*What needs to be done:* Scan the material that follows. Copy every line containing the word "index".

*** Opening of Input material ***

//! File-backed storage media
//!
//! One implementation serves the direct-storage backend, its
//! network-filesystem variant and the plain local-disk backend. They differ
//! in name, root path, transfer concurrency, capacity budget and which
//! allocators they accept.

use crate::completion::completion;
use crate::layout::{chunk_path, key_from_path, TMP_SUFFIX};
use crate::metadata::{pack_metadata, TensorDescriptor, METADATA_REGION_BYTES};
use crate::backends::transfer::{DirectTransfer, PosixTransfer};
use crate::traits::{GetTask, PutTask, PutTaskTracker, StorageBackend};
use crate::FORMAT_VERSION;
use mtds_memory::{CuFileMemoryAllocator, MemoryAllocator, MemoryObject};
use mtds_types::config::{GDS_BACKEND, LOCAL_DISK_BACKEND, WEKA_GDS_BACKEND};
use mtds_types::{CacheEngineKey, MtdsError, Result};
use parking_lot::RwLock;
use std::collections::HashMap;
use std::fs;
use std::path::{Path, PathBuf};
use std::sync::Arc;
use tokio::runtime::Handle;
use tokio::sync::Semaphore;
use tracing::{debug, error, info, warn};

/// Kind of medium behind a [`FileBackend`]
#[derive(Debug, Clone, Copy, PartialEq, Eq, Hash)]
pub enum FileMedium {
    /// Local NVMe reached through direct storage
    Gds,
    /// Network filesystem mount reached through direct storage
    WekaGds,
    /// Ordinary host filesystem
    LocalDisk,
}

impl FileMedium {
    pub fn backend_name(&self) -> &'static str {
        match self {
            FileMedium::Gds => GDS_BACKEND,
            FileMedium::WekaGds => WEKA_GDS_BACKEND,
            FileMedium::LocalDisk => LOCAL_DISK_BACKEND,
        }
    }

    /// Transfers allowed in flight at once
    pub fn default_io_concurrency(&self) -> usize {
        match self {
            FileMedium::Gds => 1,
            FileMedium::WekaGds => 4,
            FileMedium::LocalDisk => 1,
        }
    }

    /// Whether the medium needs driver-registered buffers
    pub fn requires_registered_buffers(&self) -> bool {
        matches!(self, FileMedium::Gds | FileMedium::WekaGds)
    }
}

/// Construction parameters of a [`FileBackend`]
#[derive(Debug, Clone)]
pub struct FileBackendConfig {
    pub medium: FileMedium,
    pub root: PathBuf,
    pub io_concurrency: usize,
    /// Upper bound on bytes stored, headers included
    pub capacity_bytes: Option<u64>,
}

impl FileBackendConfig {
    pub fn new(medium: FileMedium, root: impl Into<PathBuf>) -> Self {
        Self {
            medium,
            root: root.into(),
            io_concurrency: medium.default_io_concurrency(),
            capacity_bytes: None,
        }
    }

    pub fn with_io_concurrency(mut self, io_concurrency: usize) -> Self {
        self.io_concurrency = io_concurrency;
        self
    }

    pub fn with_capacity_bytes(mut self, capacity_bytes: u64) -> Self {
        self.capacity_bytes = Some(capacity_bytes);
        self
    }
}

#[derive(Debug, Clone)]
struct ChunkEntry {
    path: PathBuf,
    stored_bytes: u64,
}

/// Durable index plus byte accounting
#[derive(Debug, Default)]
struct FileStore {
    entries: HashMap<CacheEngineKey, ChunkEntry>,
    used_bytes: u64,
    reserved_bytes: u64,
}

#[derive(Debug)]
struct FileBackendInner {
    medium: FileMedium,
    root: PathBuf,
    capacity_bytes: Option<u64>,
    transfer: Arc<dyn DirectTransfer>,
    allocator: Arc<dyn MemoryAllocator>,
    store: RwLock<FileStore>,
    put_tasks: PutTaskTracker,
    io_permits: Arc<Semaphore>,
}

/// Space held for a put until it either lands or fails
struct Reservation {
    inner: Arc<FileBackendInner>,
    bytes: u64,
}

impl Reservation {
    fn commit(mut self, key: CacheEngineKey, path: PathBuf) {
        let mut store = self.inner.store.write();
        store.reserved_bytes -= self.bytes;
        store.used_bytes += self.bytes;
        if let Some(old) = store.entries.insert(
            key,
            ChunkEntry {
                path,
                stored_bytes: self.bytes,
            },
        ) {
            store.used_bytes -= old.stored_bytes;
        }
        drop(store);
        self.bytes = 0;
    }
}

impl Drop for Reservation {
    fn drop(&mut self) {
        self.inner.store.write().reserved_bytes -= self.bytes;
    }
}

/// Storage backend keeping one file per chunk under a root directory
#[derive(Debug)]
pub struct FileBackend {
    inner: Arc<FileBackendInner>,
    runtime: Handle,
}

impl FileBackend {
    /// Build a backend over `config.root`, rebuilding the index from any
    /// chunk files already present
    pub fn new(
        config: FileBackendConfig,
        runtime: Handle,
        allocator: Arc<dyn MemoryAllocator>,
    ) -> Result<Self> {
        Self::with_transfer(config, runtime, allocator, Arc::new(PosixTransfer))
    }

    pub fn with_transfer(
        config: FileBackendConfig,
        runtime: Handle,
        allocator: Arc<dyn MemoryAllocator>,
        transfer: Arc<dyn DirectTransfer>,
    ) -> Result<Self> {
        let name = config.medium.backend_name();
        if config.io_concurrency == 0 {
            return Err(MtdsError::config(format!(
                "{} needs an I/O concurrency of at least 1",
                name
            )));
        }
        if config.medium.requires_registered_buffers()
            && allocator
                .as_any()
                .downcast_ref::<CuFileMemoryAllocator>()
                .is_none()
        {
            return Err(MtdsError::config(format!(
                "{} requires a CuFileMemoryAllocator, got {}",
                name,
                allocator.name()
            )));
        }
        fs::create_dir_all(&config.root).map_err(|e| {
            MtdsError::config(format!(
                "Cannot create {} root {}: {}",
                name,
                config.root.display(),
                e
            ))
        })?;

        let inner = Arc::new(FileBackendInner {
            medium: config.medium,
            root: config.root,
            capacity_bytes: config.capacity_bytes,
            transfer,
            allocator,
            store: RwLock::new(FileStore::default()),
            put_tasks: PutTaskTracker::new(),
            io_permits: Arc::new(Semaphore::new(config.io_concurrency)),
        });
        let recovered = inner.recover()?;
        info!(
            "Created {} at {} ({} transfer, {} chunks recovered)",
            name,
            inner.root.display(),
            inner.transfer.name(),
            recovered
        );
        Ok(Self { inner, runtime })
    }

    pub fn medium(&self) -> FileMedium {
        self.inner.medium
    }

    pub fn root(&self) -> &Path {
        &self.inner.root
    }

    /// Bytes held by durable chunks, headers included
    pub fn used_bytes(&self) -> u64 {
        self.inner.store.read().used_bytes
    }
}

impl FileBackendInner {
    fn name(&self) -> &'static str {
        self.medium.backend_name()
    }

    /// Walk the root and index every readable chunk file. Unreadable
    /// subdirectories and malformed chunks are skipped.
    fn recover(&self) -> Result<usize> {
        let mut pending = vec![self.root.clone()];
        let mut store = self.store.write();
        while let Some(dir) = pending.pop() {
            let entries = match fs::read_dir(&dir) {
                Ok(entries) => entries,
                Err(e) if dir == self.root => return Err(e.into()),
                Err(e) => {
                    warn!("Skipping unreadable directory {}: {}", dir.display(), e);
                    continue;
                }
            };
            for entry in entries {
                let path = match entry {
                    Ok(entry) => entry.path(),
                    Err(e) => {
                        warn!("Skipping entry of {}: {}", dir.display(), e);
                        continue;
                    }
                };
                if path.is_dir() {
                    pending.push(path);
                    continue;
                }
                if path.to_string_lossy().ends_with(TMP_SUFFIX) {
                    debug!("Removing stale staging file {}", path.display());
                    if let Err(e) = fs::remove_file(&path) {
                        warn!("Failed to remove {}: {}", path.display(), e);
                    }
                    continue;
                }
                let key = match key_from_path(&path) {
                    Some(Ok(key)) => key,
                    Some(Err(e)) => {
                        warn!("Skipping chunk file {}: {}", path.display(), e);
                        continue;
                    }
                    None => continue,
                };
                match self.transfer.read_header(&path) {
                    Ok(meta) => {
                        let stored_bytes =
                            (meta.nbytes as u64).saturating_add(METADATA_REGION_BYTES as u64);
                        store.used_bytes = store.used_bytes.saturating_add(stored_bytes);
                        store.entries.insert(key, ChunkEntry { path, stored_bytes });
                    }
                    Err(e) => warn!("Skipping unreadable chunk {}: {}", path.display(), e),
                }
            }
        }
        Ok(store.entries.len())
    }

    /// Hold `bytes` for a put of `key`. An entry the put will replace is
    /// netted out, since its space is released on commit.
    fn reserve(self: &Arc<Self>, key: &CacheEngineKey, bytes: u64) -> Result<Reservation> {
        let mut store = self.store.write();
        if let Some(capacity) = self.capacity_bytes {
            let replaced = store.entries.get(key).map_or(0, |e| e.stored_bytes);
            let needed = (store.used_bytes + store.reserved_bytes + bytes).saturating_sub(replaced);
            if needed > capacity {
                return Err(MtdsError::resource_exhausted(format!(
                    "{} budget of {} bytes cannot take {} more ({} in use)",
                    self.name(),
                    capacity,
                    bytes,
                    store.used_bytes + store.reserved_bytes
                )));
            }
        }
        store.reserved_bytes += bytes;
        Ok(Reservation {
            inner: self.clone(),
            bytes,
        })
    }

    fn lookup(&self, key: &CacheEngineKey) -> Result<PathBuf> {
        self.store
            .read()
            .entries
            .get(key)
            .map(|entry| entry.path.clone())
            .ok_or_else(|| MtdsError::not_found(format!("{} has no chunk {}", self.name(), key)))
    }

    fn unlink(&self, entry: &ChunkEntry) -> Result<()> {
        match fs::remove_file(&entry.path) {
            Ok(()) => Ok(()),
            Err(e) if e.kind() == std::io::ErrorKind::NotFound => Ok(()),
            Err(e) => Err(e.into()),
        }
    }
}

*** Close of Input material ***

*Written solution:*
/// Durable index plus byte accounting
    /// Build a backend over `config.root`, rebuilding the index from any
    /// Walk the root and index every readable chunk file. Unreadable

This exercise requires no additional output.